[Records shown]

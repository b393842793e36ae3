//! Continuous location tracking.
//!
//! [`LocationWatcher`] owns one position subscription and, for every sample
//! that passes the [`SignificanceFilter`], starts a proximity check whose
//! matches are handed to the [`Notifier`].
//!
//! Everything runs on a single thread: the pump and each check are
//! `spawn_local` tasks, so the watcher must be started from inside a
//! [`tokio::task::LocalSet`]. Checks are fire-and-forget. Two may overlap,
//! and a check started before [`LocationWatcher::stop`] still completes.

use crate::core::calculator::significance::SignificanceFilter;
use crate::models::location::{Coordinate, LocationSample};
use crate::tracking::error::LocationError;
use crate::tracking::history::LocationHistory;
use crate::tracking::notifier::Notifier;
use crate::tracking::platform::{
    LocationPlatform, PositionOptions, PositionSubscription, check_preconditions,
};
use crate::tracking::proximity::ProximityChecker;
use crate::ui::messages::warning;
use std::cell::{Cell, RefCell};
use std::rc::Rc;
use tokio::task::{self, JoinHandle};
use tokio_util::sync::CancellationToken;

#[derive(Debug, Clone, Copy, PartialEq, Eq)]
pub enum WatcherState {
    Stopped,
    Starting,
    Active,
}

#[derive(Debug, Clone, Copy)]
pub struct WatcherSettings {
    pub filter: SignificanceFilter,
    pub options: PositionOptions,
    /// Also require a secure origin and a non-denied permission on start.
    pub strict: bool,
}

impl Default for WatcherSettings {
    fn default() -> Self {
        Self {
            filter: SignificanceFilter::default(),
            options: PositionOptions::default(),
            strict: true,
        }
    }
}

/// State shared between the watcher handle, its pump and running checks.
struct Tracker {
    checker: ProximityChecker,
    notifier: Notifier,
    filter: SignificanceFilter,
    active: Cell<bool>,
    last_location: RefCell<Option<LocationSample>>,
    history: RefCell<LocationHistory>,
    checks_started: Cell<u64>,
    notifications_sent: Cell<u64>,
}

impl Tracker {
    /// Apply the significance filter and, on acceptance, remember the sample.
    fn accept(&self, sample: &LocationSample) -> bool {
        let mut last = self.last_location.borrow_mut();
        if !self.filter.is_significant(last.as_ref(), sample) {
            return false;
        }
        *last = Some(*sample);
        self.history.borrow_mut().record(*sample);
        true
    }

    async fn check_and_notify(&self, at: Coordinate) -> usize {
        let nearby = self.checker.check_nearby(&at).await;
        if nearby.is_empty() {
            return 0;
        }
        let shown = self.notifier.notify(&nearby).await;
        self.notifications_sent
            .set(self.notifications_sent.get() + shown as u64);
        shown
    }
}

fn dispatch_sample(tracker: &Rc<Tracker>, sample: LocationSample) -> bool {
    if !tracker.active.get() || !tracker.accept(&sample) {
        return false;
    }

    tracker.checks_started.set(tracker.checks_started.get() + 1);

    let tracker = Rc::clone(tracker);
    task::spawn_local(async move {
        tracker.check_and_notify(sample.coordinate).await;
    });
    true
}

async fn pump(mut subscription: PositionSubscription, tracker: Rc<Tracker>) {
    while let Some(update) = subscription.next().await {
        match update {
            Ok(sample) => {
                dispatch_sample(&tracker, sample);
            }
            Err(e) => warning(format!("Location update failed: {}", e)),
        }
    }
}

pub struct LocationWatcher {
    platform: Rc<dyn LocationPlatform>,
    tracker: Rc<Tracker>,
    options: PositionOptions,
    strict: bool,
    state: WatcherState,
    cancel: Option<CancellationToken>,
    pump: Option<JoinHandle<()>>,
}

impl LocationWatcher {
    pub fn new(
        platform: Rc<dyn LocationPlatform>,
        checker: ProximityChecker,
        notifier: Notifier,
        settings: WatcherSettings,
    ) -> Self {
        let tracker = Tracker {
            checker,
            notifier,
            filter: settings.filter,
            active: Cell::new(false),
            last_location: RefCell::new(None),
            history: RefCell::new(LocationHistory::default()),
            checks_started: Cell::new(0),
            notifications_sent: Cell::new(0),
        };

        Self {
            platform,
            tracker: Rc::new(tracker),
            options: settings.options,
            strict: settings.strict,
            state: WatcherState::Stopped,
            cancel: None,
            pump: None,
        }
    }

    pub fn state(&self) -> WatcherState {
        self.state
    }

    /// Subscribe to the platform and begin processing samples.
    ///
    /// A failed precondition or subscription leaves the watcher `Stopped`.
    /// Calling `start` on a running watcher does nothing.
    pub async fn start(&mut self) -> Result<(), LocationError> {
        if self.state != WatcherState::Stopped {
            return Ok(());
        }
        self.state = WatcherState::Starting;

        if let Err(e) = check_preconditions(self.platform.as_ref(), self.strict).await {
            self.state = WatcherState::Stopped;
            return Err(e);
        }

        let subscription = match self.platform.watch_position(&self.options) {
            Ok(s) => s,
            Err(e) => {
                self.state = WatcherState::Stopped;
                return Err(e);
            }
        };

        self.cancel = Some(subscription.cancel_token());
        self.tracker.active.set(true);
        self.state = WatcherState::Active;
        self.pump = Some(task::spawn_local(pump(
            subscription,
            Rc::clone(&self.tracker),
        )));

        Ok(())
    }

    /// Cancel the subscription and forget the last known location.
    /// Safe to call any number of times.
    pub fn stop(&mut self) {
        if let Some(cancel) = self.cancel.take() {
            cancel.cancel();
        }
        self.pump = None;
        self.tracker.active.set(false);
        self.tracker.last_location.borrow_mut().take();
        self.tracker.history.borrow_mut().clear();
        self.state = WatcherState::Stopped;
    }

    /// Resolves once the platform stops delivering samples.
    /// Returns immediately when the watcher is not running.
    pub async fn finished(&mut self) {
        if let Some(handle) = self.pump.as_mut() {
            if let Err(e) = handle.await {
                warning(format!("Location pump ended abnormally: {}", e));
            }
            self.pump = None;
        }
    }

    /// Feed one sample through the filter as if the platform delivered it.
    /// Returns whether a proximity check was started.
    pub fn handle_sample(&self, sample: LocationSample) -> bool {
        dispatch_sample(&self.tracker, sample)
    }

    pub fn last_location(&self) -> Option<LocationSample> {
        *self.tracker.last_location.borrow()
    }

    pub fn history_len(&self) -> usize {
        self.tracker.history.borrow().len()
    }

    pub fn checks_started(&self) -> u64 {
        self.tracker.checks_started.get()
    }

    pub fn notifications_sent(&self) -> u64 {
        self.tracker.notifications_sent.get()
    }
}

impl Drop for LocationWatcher {
    fn drop(&mut self) {
        if let Some(cancel) = self.cancel.take() {
            cancel.cancel();
        }
    }
}
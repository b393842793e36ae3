use crate::cli::parser::Commands;
use crate::config::Config;
use crate::core::calculator::distance::format_distance;
use crate::core::locate::LocateLogic;
use crate::core::nearby::NearbyLogic;
use crate::core::runtime::run_local;
use crate::db::pool::DbPool;
use crate::errors::{AppError, AppResult};
use crate::models::location::Coordinate;
use crate::tracking::proximity::NearbyTask;
use crate::ui::messages::{header, info};
use crate::utils::describe_priority;
use crate::utils::table::{Column, Table};

async fn search(
    cfg: &Config,
    fixed: Option<Coordinate>,
    source: Option<&str>,
    radius: f64,
    notify: bool,
) -> AppResult<(Coordinate, Vec<NearbyTask>)> {
    let point = match fixed {
        Some(c) => c,
        None => LocateLogic::current(cfg, source).await?.coordinate,
    };
    let found = NearbyLogic::run(cfg, point, radius, notify).await;
    Ok((point, found))
}

pub fn handle(cmd: &Commands, cfg: &Config) -> AppResult<()> {
    if let Commands::Nearby {
        at,
        here,
        radius,
        notify,
        source,
    } = cmd
    {
        let radius = radius.unwrap_or(cfg.proximity_radius_m);
        if !radius.is_finite() || radius < 0.0 {
            return Err(AppError::Other(format!("Invalid radius: {}", radius)));
        }

        // migrations first, so the read-only store sees the full schema
        DbPool::open(&cfg.database)?;

        let fixed = at.coordinate()?;
        if fixed.is_none() && !*here {
            return Err(AppError::Other(
                "Missing location: pass --lat/--lon or --here".into(),
            ));
        }

        let (point, nearby) = run_local(search(cfg, fixed, source.as_deref(), radius, *notify))?;

        if nearby.is_empty() {
            info(format!(
                "No open tasks within {} of {}.",
                format_distance(radius),
                point
            ));
            return Ok(());
        }

        header(format!(
            "{} open task(s) within {} of {}",
            nearby.len(),
            format_distance(radius),
            point
        ));

        let mut table = Table::new(vec![
            Column::new("ID", 6),
            Column::new("DISTANCE", 10),
            Column::new("PRIO", 6),
            Column::new("TASK", 48),
        ]);
        for n in &nearby {
            table.add_row(vec![
                n.task.id.to_string(),
                format_distance(n.distance_m),
                describe_priority(n.task.priority),
                n.task.text.clone(),
            ]);
        }
        print!("{}", table.render());
    }
    Ok(())
}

[/Records shown]

Restate word for word the entries above, starting at the line with "matches are handed" and ending at the line with "use crate::tracking::error::LocationError;", inclusive, and no others.

//! matches are handed to the [`Notifier`].
//!
//! Everything runs on a single thread: the pump and each check are
//! `spawn_local` tasks, so the watcher must be started from inside a
//! [`tokio::task::LocalSet`]. Checks are fire-and-forget. Two may overlap,
//! and a check started before [`LocationWatcher::stop`] still completes.

use crate::core::calculator::significance::SignificanceFilter;
use crate::models::location::{Coordinate, LocationSample};
use crate::tracking::error::LocationError;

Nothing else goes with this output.